→ REQUIRED WORK
Restate verbatim the span of lines below between the line with "if len_x != len_y" and the line with "2.0], &[1.0, 2.0, 3.0]).unwrap_err();", including those two lines, and only that span.

→ DATA PROVIDED
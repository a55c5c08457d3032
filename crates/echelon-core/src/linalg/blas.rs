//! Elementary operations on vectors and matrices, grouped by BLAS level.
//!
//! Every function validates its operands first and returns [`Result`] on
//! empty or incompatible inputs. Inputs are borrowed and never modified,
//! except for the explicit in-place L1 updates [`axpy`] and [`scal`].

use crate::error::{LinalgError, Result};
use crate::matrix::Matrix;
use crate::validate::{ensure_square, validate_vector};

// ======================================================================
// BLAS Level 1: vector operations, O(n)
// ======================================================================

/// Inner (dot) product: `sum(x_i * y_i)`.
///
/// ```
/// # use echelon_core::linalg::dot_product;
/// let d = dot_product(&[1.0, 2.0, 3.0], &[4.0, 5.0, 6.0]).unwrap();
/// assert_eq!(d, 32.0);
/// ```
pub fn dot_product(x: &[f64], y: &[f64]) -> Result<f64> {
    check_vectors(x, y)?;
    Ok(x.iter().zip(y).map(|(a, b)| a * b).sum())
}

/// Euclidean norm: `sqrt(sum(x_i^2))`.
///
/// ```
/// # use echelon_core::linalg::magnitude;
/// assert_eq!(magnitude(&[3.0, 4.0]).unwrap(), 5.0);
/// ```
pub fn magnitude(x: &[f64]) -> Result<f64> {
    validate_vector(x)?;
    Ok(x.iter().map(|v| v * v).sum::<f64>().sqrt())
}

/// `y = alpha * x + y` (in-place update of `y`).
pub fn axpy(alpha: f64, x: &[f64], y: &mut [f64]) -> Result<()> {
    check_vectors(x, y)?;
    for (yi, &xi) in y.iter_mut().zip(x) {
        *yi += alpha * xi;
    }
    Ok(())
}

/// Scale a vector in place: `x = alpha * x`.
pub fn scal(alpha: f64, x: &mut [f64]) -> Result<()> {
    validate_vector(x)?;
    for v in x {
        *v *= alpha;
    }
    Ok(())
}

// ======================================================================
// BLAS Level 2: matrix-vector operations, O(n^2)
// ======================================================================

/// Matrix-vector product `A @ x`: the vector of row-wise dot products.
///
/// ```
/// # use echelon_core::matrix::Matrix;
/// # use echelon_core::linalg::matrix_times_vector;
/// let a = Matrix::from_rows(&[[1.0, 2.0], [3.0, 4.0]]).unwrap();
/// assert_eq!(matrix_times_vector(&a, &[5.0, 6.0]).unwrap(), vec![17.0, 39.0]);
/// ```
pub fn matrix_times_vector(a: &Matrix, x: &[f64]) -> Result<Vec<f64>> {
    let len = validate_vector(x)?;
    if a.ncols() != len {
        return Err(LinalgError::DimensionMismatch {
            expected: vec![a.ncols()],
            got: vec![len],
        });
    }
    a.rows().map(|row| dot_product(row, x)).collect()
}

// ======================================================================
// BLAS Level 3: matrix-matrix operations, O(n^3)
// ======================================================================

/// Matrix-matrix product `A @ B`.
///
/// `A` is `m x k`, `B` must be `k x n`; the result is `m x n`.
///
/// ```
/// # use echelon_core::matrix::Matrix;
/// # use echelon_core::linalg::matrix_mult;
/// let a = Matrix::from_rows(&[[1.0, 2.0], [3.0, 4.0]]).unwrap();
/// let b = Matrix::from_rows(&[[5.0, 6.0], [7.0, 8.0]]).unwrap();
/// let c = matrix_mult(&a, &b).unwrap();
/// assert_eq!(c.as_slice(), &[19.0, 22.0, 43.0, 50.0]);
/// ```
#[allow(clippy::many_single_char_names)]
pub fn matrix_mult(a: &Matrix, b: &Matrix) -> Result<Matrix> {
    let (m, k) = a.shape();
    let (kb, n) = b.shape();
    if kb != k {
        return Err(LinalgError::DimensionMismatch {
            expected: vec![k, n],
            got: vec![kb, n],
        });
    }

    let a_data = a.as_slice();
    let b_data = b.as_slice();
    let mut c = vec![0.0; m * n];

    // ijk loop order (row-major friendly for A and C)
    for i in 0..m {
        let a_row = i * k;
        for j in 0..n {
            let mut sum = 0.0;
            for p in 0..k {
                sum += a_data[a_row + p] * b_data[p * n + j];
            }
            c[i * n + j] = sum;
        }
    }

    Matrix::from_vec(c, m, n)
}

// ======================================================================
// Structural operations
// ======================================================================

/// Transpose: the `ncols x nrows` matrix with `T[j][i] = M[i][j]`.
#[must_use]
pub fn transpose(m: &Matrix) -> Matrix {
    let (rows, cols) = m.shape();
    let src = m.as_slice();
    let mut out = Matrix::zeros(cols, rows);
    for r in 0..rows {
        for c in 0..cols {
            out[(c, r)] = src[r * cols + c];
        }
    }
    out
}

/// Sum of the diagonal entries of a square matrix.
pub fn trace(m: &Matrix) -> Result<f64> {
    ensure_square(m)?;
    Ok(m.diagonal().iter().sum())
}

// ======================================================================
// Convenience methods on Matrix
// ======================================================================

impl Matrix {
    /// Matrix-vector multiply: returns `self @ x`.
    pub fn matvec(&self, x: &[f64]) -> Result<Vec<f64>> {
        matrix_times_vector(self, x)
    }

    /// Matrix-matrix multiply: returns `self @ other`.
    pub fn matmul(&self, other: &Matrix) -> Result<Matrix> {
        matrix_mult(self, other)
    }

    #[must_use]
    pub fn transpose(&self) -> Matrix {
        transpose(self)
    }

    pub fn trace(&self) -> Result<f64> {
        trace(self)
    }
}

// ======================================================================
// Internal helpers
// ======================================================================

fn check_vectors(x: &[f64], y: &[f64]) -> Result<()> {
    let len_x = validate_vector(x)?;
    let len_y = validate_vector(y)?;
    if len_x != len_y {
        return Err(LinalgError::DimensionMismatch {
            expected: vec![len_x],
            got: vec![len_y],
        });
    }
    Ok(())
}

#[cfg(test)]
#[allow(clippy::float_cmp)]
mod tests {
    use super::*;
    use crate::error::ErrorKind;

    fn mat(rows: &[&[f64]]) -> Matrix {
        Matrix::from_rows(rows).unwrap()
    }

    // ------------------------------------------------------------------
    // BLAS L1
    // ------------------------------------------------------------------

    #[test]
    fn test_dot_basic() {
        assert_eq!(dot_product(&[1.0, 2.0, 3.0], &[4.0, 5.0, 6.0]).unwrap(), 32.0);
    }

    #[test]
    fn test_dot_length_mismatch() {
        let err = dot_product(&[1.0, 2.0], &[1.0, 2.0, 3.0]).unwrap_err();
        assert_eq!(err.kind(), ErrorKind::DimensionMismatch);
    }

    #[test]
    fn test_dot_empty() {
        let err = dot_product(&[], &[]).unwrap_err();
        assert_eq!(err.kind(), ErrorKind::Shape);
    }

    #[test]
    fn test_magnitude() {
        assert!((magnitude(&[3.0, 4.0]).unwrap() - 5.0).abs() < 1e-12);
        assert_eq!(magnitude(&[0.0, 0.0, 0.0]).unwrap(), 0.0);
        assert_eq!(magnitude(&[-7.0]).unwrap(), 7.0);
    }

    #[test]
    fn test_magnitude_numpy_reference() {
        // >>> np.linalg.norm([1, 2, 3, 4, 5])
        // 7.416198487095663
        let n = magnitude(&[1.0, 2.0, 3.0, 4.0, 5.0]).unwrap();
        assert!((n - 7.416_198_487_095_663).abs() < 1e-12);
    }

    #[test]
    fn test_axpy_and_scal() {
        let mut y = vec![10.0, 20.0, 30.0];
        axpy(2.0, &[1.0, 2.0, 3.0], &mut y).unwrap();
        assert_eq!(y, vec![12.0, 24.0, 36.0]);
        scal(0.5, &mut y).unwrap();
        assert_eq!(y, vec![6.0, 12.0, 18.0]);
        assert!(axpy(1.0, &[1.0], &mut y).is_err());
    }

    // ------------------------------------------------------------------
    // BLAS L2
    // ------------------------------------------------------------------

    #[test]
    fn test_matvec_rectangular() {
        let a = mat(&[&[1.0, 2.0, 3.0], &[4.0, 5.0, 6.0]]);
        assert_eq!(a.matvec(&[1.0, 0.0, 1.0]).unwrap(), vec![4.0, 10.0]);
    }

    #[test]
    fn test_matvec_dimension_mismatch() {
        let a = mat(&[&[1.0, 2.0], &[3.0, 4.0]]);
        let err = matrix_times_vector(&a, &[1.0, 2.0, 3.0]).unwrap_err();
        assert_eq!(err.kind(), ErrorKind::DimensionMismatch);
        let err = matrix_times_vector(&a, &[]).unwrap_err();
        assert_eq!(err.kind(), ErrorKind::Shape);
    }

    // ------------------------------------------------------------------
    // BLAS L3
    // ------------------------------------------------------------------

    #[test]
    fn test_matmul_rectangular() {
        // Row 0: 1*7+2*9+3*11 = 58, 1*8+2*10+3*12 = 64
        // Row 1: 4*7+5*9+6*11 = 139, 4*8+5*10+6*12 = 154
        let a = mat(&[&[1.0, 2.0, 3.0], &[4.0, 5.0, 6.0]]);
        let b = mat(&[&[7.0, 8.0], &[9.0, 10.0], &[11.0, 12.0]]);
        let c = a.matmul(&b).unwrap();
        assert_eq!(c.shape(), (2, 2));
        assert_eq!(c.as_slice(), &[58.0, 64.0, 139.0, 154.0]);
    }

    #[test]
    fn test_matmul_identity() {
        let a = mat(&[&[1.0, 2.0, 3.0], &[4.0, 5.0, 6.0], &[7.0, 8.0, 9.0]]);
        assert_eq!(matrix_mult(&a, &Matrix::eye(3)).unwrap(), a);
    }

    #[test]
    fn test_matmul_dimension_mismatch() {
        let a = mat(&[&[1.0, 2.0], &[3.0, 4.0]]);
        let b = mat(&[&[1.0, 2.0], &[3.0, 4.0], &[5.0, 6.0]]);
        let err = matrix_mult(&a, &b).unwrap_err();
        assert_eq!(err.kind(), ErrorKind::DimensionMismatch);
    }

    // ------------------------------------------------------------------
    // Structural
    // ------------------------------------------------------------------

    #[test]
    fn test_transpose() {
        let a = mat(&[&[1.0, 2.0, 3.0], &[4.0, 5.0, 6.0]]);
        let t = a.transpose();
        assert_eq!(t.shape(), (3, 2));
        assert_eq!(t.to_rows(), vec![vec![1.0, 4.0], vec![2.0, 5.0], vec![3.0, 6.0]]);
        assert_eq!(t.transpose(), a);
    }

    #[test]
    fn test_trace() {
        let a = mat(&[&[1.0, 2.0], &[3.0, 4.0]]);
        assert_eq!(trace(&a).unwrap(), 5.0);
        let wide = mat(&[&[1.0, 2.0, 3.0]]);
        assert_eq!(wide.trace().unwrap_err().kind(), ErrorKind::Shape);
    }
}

→ SOLUTION TO THE EXERCISE
    if len_x != len_y {
        return Err(LinalgError::DimensionMismatch {
            expected: vec![len_x],
            got: vec![len_y],
        });
    }
    Ok(())
}

#[cfg(test)]
#[allow(clippy::float_cmp)]
mod tests {
    use super::*;
    use crate::error::ErrorKind;

    fn mat(rows: &[&[f64]]) -> Matrix {
        Matrix::from_rows(rows).unwrap()
    }

    // ------------------------------------------------------------------
    // BLAS L1
    // ------------------------------------------------------------------

    #[test]
    fn test_dot_basic() {
        assert_eq!(dot_product(&[1.0, 2.0, 3.0], &[4.0, 5.0, 6.0]).unwrap(), 32.0);
    }

    #[test]
    fn test_dot_length_mismatch() {
        let err = dot_product(&[1.0, 2.0], &[1.0, 2.0, 3.0]).unwrap_err();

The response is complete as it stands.